- What to work on:
Beginning with the first line, please repeat the entries exactly and end on the line that contains "fields are filled".

Dataset entries
========================================
//! Fixed-width records of object model roots

use chunk_core::{ChunkWriter, Cursor, Record, Result};
use serde::{Deserialize, Serialize};

/// `MOHD` payload.
#[derive(Debug, Clone, Default, PartialEq, Serialize, Deserialize)]
pub struct RootHeader {
    pub n_materials: u32,
    pub n_groups: u32,
    pub n_portals: u32,
    pub n_lights: u32,
    pub n_doodad_names: u32,
    pub n_doodad_defs: u32,
    pub n_doodad_sets: u32,
    /// BGRA
    pub ambient_color: u32,
    pub wmo_id: u32,
    pub bbox_min: [f32; 3],
    pub bbox_max: [f32; 3],
    pub flags: u16,
    pub lod_count: u16,
}

impl Record for RootHeader {
    const SIZE: usize = 64;

    fn read(cursor: &mut Cursor<'_>) -> Result<Self> {
        Ok(Self {
            n_materials: cursor.read_u32()?,
            n_groups: cursor.read_u32()?,
            n_portals: cursor.read_u32()?,
            n_lights: cursor.read_u32()?,
            n_doodad_names: cursor.read_u32()?,
            n_doodad_defs: cursor.read_u32()?,
            n_doodad_sets: cursor.read_u32()?,
            ambient_color: cursor.read_u32()?,
            wmo_id: cursor.read_u32()?,
            bbox_min: cursor.read_vec3()?,
            bbox_max: cursor.read_vec3()?,
            flags: cursor.read_u16()?,
            lod_count: cursor.read_u16()?,
        })
    }

    fn write(&self, w: &mut ChunkWriter) {
        w.write_u32(self.n_materials);
        w.write_u32(self.n_groups);
        w.write_u32(self.n_portals);
        w.write_u32(self.n_lights);
        w.write_u32(self.n_doodad_names);
        w.write_u32(self.n_doodad_defs);
        w.write_u32(self.n_doodad_sets);
        w.write_u32(self.ambient_color);
        w.write_u32(self.wmo_id);
        w.write_vec3(self.bbox_min);
        w.write_vec3(self.bbox_max);
        w.write_u16(self.flags);
        w.write_u16(self.lod_count);
    }
}

/// `MOMT` entry.
///
/// `texture_*` are byte offsets into `MOTX`. The `*_name` fields are filled
/// by name resolution and ignored on encode.
#[derive(Debug, Clone, Default, PartialEq, Serialize, Deserialize)]
pub struct Material {
    pub flags: u32,
    pub shader: u32,
    pub blend_mode: u32,
    pub texture_1: u32,
    pub sidn_color: u32,
    pub frame_sidn_color: u32,
    pub texture_2: u32,
    pub diff_color: u32,
    pub ground_type: u32,
    pub texture_3: u32,
    pub color_2: u32,
    pub flags_2: u32,
    pub runtime_data: [u32; 4],
    #[serde(default, skip_serializing_if = "Option::is_none")]
    pub texture_1_name: Option<String>,
    #[serde(default, skip_serializing_if = "Option::is_none")]
    pub texture_2_name: Option<String>,
    #[serde(default, skip_serializing_if = "Option::is_none")]
    pub texture_3_name: Option<String>,
}

impl Record for Material {
    const SIZE: usize = 64;

    fn read(cursor: &mut Cursor<'_>) -> Result<Self> {
        let mut material = Self {
            flags: cursor.read_u32()?,
            shader: cursor.read_u32()?,
            blend_mode: cursor.read_u32()?,
            texture_1: cursor.read_u32()?,
            sidn_color: cursor.read_u32()?,
            frame_sidn_color: cursor.read_u32()?,
            texture_2: cursor.read_u32()?,
            diff_color: cursor.read_u32()?,
            ground_type: cursor.read_u32()?,
            texture_3: cursor.read_u32()?,
            color_2: cursor.read_u32()?,
            flags_2: cursor.read_u32()?,
            ..Self::default()
        };
        for word in &mut material.runtime_data {
            *word = cursor.read_u32()?;
        }
        Ok(material)
    }

    fn write(&self, w: &mut ChunkWriter) {
        for v in [
            self.flags,
            self.shader,
            self.blend_mode,
            self.texture_1,
            self.sidn_color,
            self.frame_sidn_color,
            self.texture_2,
            self.diff_color,
            self.ground_type,
            self.texture_3,
            self.color_2,
            self.flags_2,
        ] {
            w.write_u32(v);
        }
        for &v in &self.runtime_data {
            w.write_u32(v);
        }
    }
}

/// `MOGI` entry.
#[derive(Debug, Clone, PartialEq, Serialize, Deserialize)]
pub struct GroupInfo {
    pub flags: u32,
    pub bbox_min: [f32; 3],
    pub bbox_max: [f32; 3],
    /// Byte offset into `MOGN`, -1 for none
    pub name_offset: i32,
    #[serde(default, skip_serializing_if = "Option::is_none")]
    pub name: Option<String>,
}

impl Record for GroupInfo {
    const SIZE: usize = 32;

    fn read(cursor: &mut Cursor<'_>) -> Result<Self> {
        Ok(Self {
            flags: cursor.read_u32()?,
            bbox_min: cursor.read_vec3()?,
            bbox_max: cursor.read_vec3()?,
            name_offset: cursor.read_i32()?,
            name: None,
        })
    }

    fn write(&self, w: &mut ChunkWriter) {
        w.write_u32(self.flags);
        w.write_vec3(self.bbox_min);
        w.write_vec3(self.bbox_max);
        w.write_i32(self.name_offset);
    }
}

/// `MOPT` entry.
#[derive(Debug, Clone, PartialEq, Serialize, Deserialize)]
pub struct Portal {
    /// First vertex in `MOPV`
    pub start_vertex: u16,
    pub vertex_count: u16,
    /// Normal then distance
    pub plane: [f32; 4],
}

impl Record for Portal {
    const SIZE: usize = 20;

    fn read(cursor: &mut Cursor<'_>) -> Result<Self> {
        Ok(Self {
            start_vertex: cursor.read_u16()?,
            vertex_count: cursor.read_u16()?,
            plane: <[f32; 4]>::read(cursor)?,
        })
    }

    fn write(&self, w: &mut ChunkWriter) {
        w.write_u16(self.start_vertex);
        w.write_u16(self.vertex_count);
        self.plane.write(w);
    }
}

/// `MOPR` entry.
#[derive(Debug, Clone, PartialEq, Eq, Serialize, Deserialize)]
pub struct PortalRef {
    pub portal_index: u16,
    pub group_index: u16,
    /// Which side of the portal plane the group is on
    pub side: i16,
    #[serde(default)]
    pub padding: u16,
}

impl Record for PortalRef {
    const SIZE: usize = 8;

    fn read(cursor: &mut Cursor<'_>) -> Result<Self> {
        Ok(Self {
            portal_index: cursor.read_u16()?,
            group_index: cursor.read_u16()?,
            side: cursor.read_i16()?,
            padding: cursor.read_u16()?,
        })
    }

    fn write(&self, w: &mut ChunkWriter) {
        w.write_u16(self.portal_index);
        w.write_u16(self.group_index);
        w.write_i16(self.side);
        w.write_u16(self.padding);
    }
}

/// `MOVB` entry: a run of `MOVV` vertices.
#[derive(Debug, Clone, PartialEq, Eq, Serialize, Deserialize)]
pub struct VisibleBlock {
    pub first_vertex: u16,
    pub count: u16,
}

impl Record for VisibleBlock {
    const SIZE: usize = 4;

    fn read(cursor: &mut Cursor<'_>) -> Result<Self> {
        Ok(Self {
            first_vertex: cursor.read_u16()?,
            count: cursor.read_u16()?,
        })
    }

    fn write(&self, w: &mut ChunkWriter) {
        w.write_u16(self.first_vertex);
        w.write_u16(self.count);
    }
}

/// `MOLT` entry.
#[derive(Debug, Clone, PartialEq, Serialize, Deserialize)]
pub struct Light {
    pub kind: u8,
    pub use_attenuation: u8,
    #[serde(default)]
    pub padding: u16,
    /// BGRA
    pub color: u32,
    pub position: [f32; 3],
    pub intensity: f32,
    pub attenuation_start: f32,
    pub attenuation_end: f32,
    pub unknown: [f32; 4],
}

impl Record for Light {
    const SIZE: usize = 48;

    fn read(cursor: &mut Cursor<'_>) -> Result<Self> {
        Ok(Self {
            kind: cursor.read_u8()?,
            use_attenuation: cursor.read_u8()?,
            padding: cursor.read_u16()?,
            color: cursor.read_u32()?,
            position: cursor.read_vec3()?,
            intensity: cursor.read_f32()?,
            attenuation_start: cursor.read_f32()?,
            attenuation_end: cursor.read_f32()?,
            unknown: <[f32; 4]>::read(cursor)?,
        })
    }

    fn write(&self, w: &mut ChunkWriter) {
        w.write_u8(self.kind);
        w.write_u8(self.use_attenuation);
        w.write_u16(self.padding);
        w.write_u32(self.color);
        w.write_vec3(self.position);
        w.write_f32(self.intensity);
        w.write_f32(self.attenuation_start);
        w.write_f32(self.attenuation_end);
        self.unknown.write(w);
    }
}

/// Width of the fixed name field of a doodad set
pub const DOODAD_SET_NAME_LEN: usize = 20;

/// `MODS` entry.
#[derive(Debug, Clone, PartialEq, Eq, Serialize, Deserialize)]
pub struct DoodadSet {
    /// Null-padded to 20 bytes on disk
    pub name: String,
    /// First entry in `MODD`
    pub first_instance: u32,
    pub count: u32,
    #[serde(default)]
    pub padding: u32,
}

impl Record for DoodadSet {
    const SIZE: usize = 32;

    fn read(cursor: &mut Cursor<'_>) -> Result<Self> {
        let raw = cursor.read_bytes(DOODAD_SET_NAME_LEN)?;
        let end = raw.iter().position(|&b| b == 0).unwrap_or(raw.len());
        Ok(Self {
            name: String::from_utf8_lossy(&raw[..end]).into_owned(),
            first_instance: cursor.read_u32()?,
            count: cursor.read_u32()?,
            padding: cursor.read_u32()?,
        })
    }

    fn write(&self, w: &mut ChunkWriter) {
        let name = self.name.as_bytes();
        let len = name.len().min(DOODAD_SET_NAME_LEN);
        w.write_bytes(&name[..len]);
        w.write_zeros(DOODAD_SET_NAME_LEN - len);
        w.write_u32(self.first_instance);
        w.write_u32(self.count);
        w.write_u32(self.padding);
    }
}

/// Largest value of the 24-bit doodad name offset
pub const MAX_DOODAD_NAME_OFFSET: u32 = 0x00FF_FFFF;

/// `MODD` entry.
#[derive(Debug, Clone, PartialEq, Serialize, Deserialize)]
pub struct DoodadDef {
    /// Byte offset into `MODN` (low 24 bits on disk)
    pub name_offset: u32,
    /// High 8 bits on disk
    pub flags: u8,
    pub position: [f32; 3],
    /// Quaternion
    pub rotation: [f32; 4],
    pub scale: f32,
    /// BGRA
    pub color: u32,
    #[serde(default, skip_serializing_if = "Option::is_none")]
    pub name: Option<String>,
}

impl Record for DoodadDef {
    const SIZE: usize = 40;

    fn read(cursor: &mut Cursor<'_>) -> Result<Self> {
        let packed = cursor.read_u32()?;
        Ok(Self {
            name_offset: packed & MAX_DOODAD_NAME_OFFSET,
            flags: (packed >> 24) as u8,
            position: cursor.read_vec3()?,
            rotation: <[f32; 4]>::read(cursor)?,
            scale: cursor.read_f32()?,
            color: cursor.read_u32()?,
            name: None,
        })
    }

    fn write(&self, w: &mut ChunkWriter) {
        w.write_u32((self.name_offset & MAX_DOODAD_NAME_OFFSET) | ((self.flags as u32) << 24));
        w.write_vec3(self.position);
        self.rotation.write(w);
        w.write_f32(self.scale);
        w.write_u32(self.color);
    }
}

/// `MFOG` entry.
#[derive(Debug, Clone, PartialEq, Serialize, Deserialize)]
pub struct Fog {
    pub flags: u32,
    pub position: [f32; 3],
    pub small_radius: f32,
    pub large_radius: f32,
    pub fog_end: f32,
    pub fog_start_multiplier: f32,
    pub color: u32,
    pub underwater_end: f32,
    pub underwater_start_multiplier: f32,
    pub underwater_color: u32,
}

impl Record for Fog {
    const SIZE: usize = 48;

    fn read(cursor: &mut Cursor<'_>) -> Result<Self> {
        Ok(Self {
            flags: cursor.read_u32()?,
            position: cursor.read_vec3()?,
            small_radius: cursor.read_f32()?,
            large_radius: cursor.read_f32()?,
            fog_end: cursor.read_f32()?,
            fog_start_multiplier: cursor.read_f32()?,
            color: cursor.read_u32()?,
            underwater_end: cursor.read_f32()?,
            underwater_start_multiplier: cursor.read_f32()?,
            underwater_color: cursor.read_u32()?,
        })
    }

    fn write(&self, w: &mut ChunkWriter) {
        w.write_u32(self.flags);
        w.write_vec3(self.position);
        w.write_f32(self.small_radius);
        w.write_f32(self.large_radius);
        w.write_f32(self.fog_end);
        w.write_f32(self.fog_start_multiplier);
        w.write_u32(self.color);
        w.write_f32(self.underwater_end);
        w.write_f32(self.underwater_start_multiplier);
        w.write_u32(self.underwater_color);
    }
}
========================================
- Answer to the exercise:
//! Fixed-width records of object model roots

use chunk_core::{ChunkWriter, Cursor, Record, Result};
use serde::{Deserialize, Serialize};

/// `MOHD` payload.
#[derive(Debug, Clone, Default, PartialEq, Serialize, Deserialize)]
pub struct RootHeader {
    pub n_materials: u32,
    pub n_groups: u32,
    pub n_portals: u32,
    pub n_lights: u32,
    pub n_doodad_names: u32,
    pub n_doodad_defs: u32,
    pub n_doodad_sets: u32,
    /// BGRA
    pub ambient_color: u32,
    pub wmo_id: u32,
    pub bbox_min: [f32; 3],
    pub bbox_max: [f32; 3],
    pub flags: u16,
    pub lod_count: u16,
}

impl Record for RootHeader {
    const SIZE: usize = 64;

    fn read(cursor: &mut Cursor<'_>) -> Result<Self> {
        Ok(Self {
            n_materials: cursor.read_u32()?,
            n_groups: cursor.read_u32()?,
            n_portals: cursor.read_u32()?,
            n_lights: cursor.read_u32()?,
            n_doodad_names: cursor.read_u32()?,
            n_doodad_defs: cursor.read_u32()?,
            n_doodad_sets: cursor.read_u32()?,
            ambient_color: cursor.read_u32()?,
            wmo_id: cursor.read_u32()?,
            bbox_min: cursor.read_vec3()?,
            bbox_max: cursor.read_vec3()?,
            flags: cursor.read_u16()?,
            lod_count: cursor.read_u16()?,
        })
    }

    fn write(&self, w: &mut ChunkWriter) {
        w.write_u32(self.n_materials);
        w.write_u32(self.n_groups);
        w.write_u32(self.n_portals);
        w.write_u32(self.n_lights);
        w.write_u32(self.n_doodad_names);
        w.write_u32(self.n_doodad_defs);
        w.write_u32(self.n_doodad_sets);
        w.write_u32(self.ambient_color);
        w.write_u32(self.wmo_id);
        w.write_vec3(self.bbox_min);
        w.write_vec3(self.bbox_max);
        w.write_u16(self.flags);
        w.write_u16(self.lod_count);
    }
}

/// `MOMT` entry.
///
/// `texture_*` are byte offsets into `MOTX`. The `*_name` fields are filled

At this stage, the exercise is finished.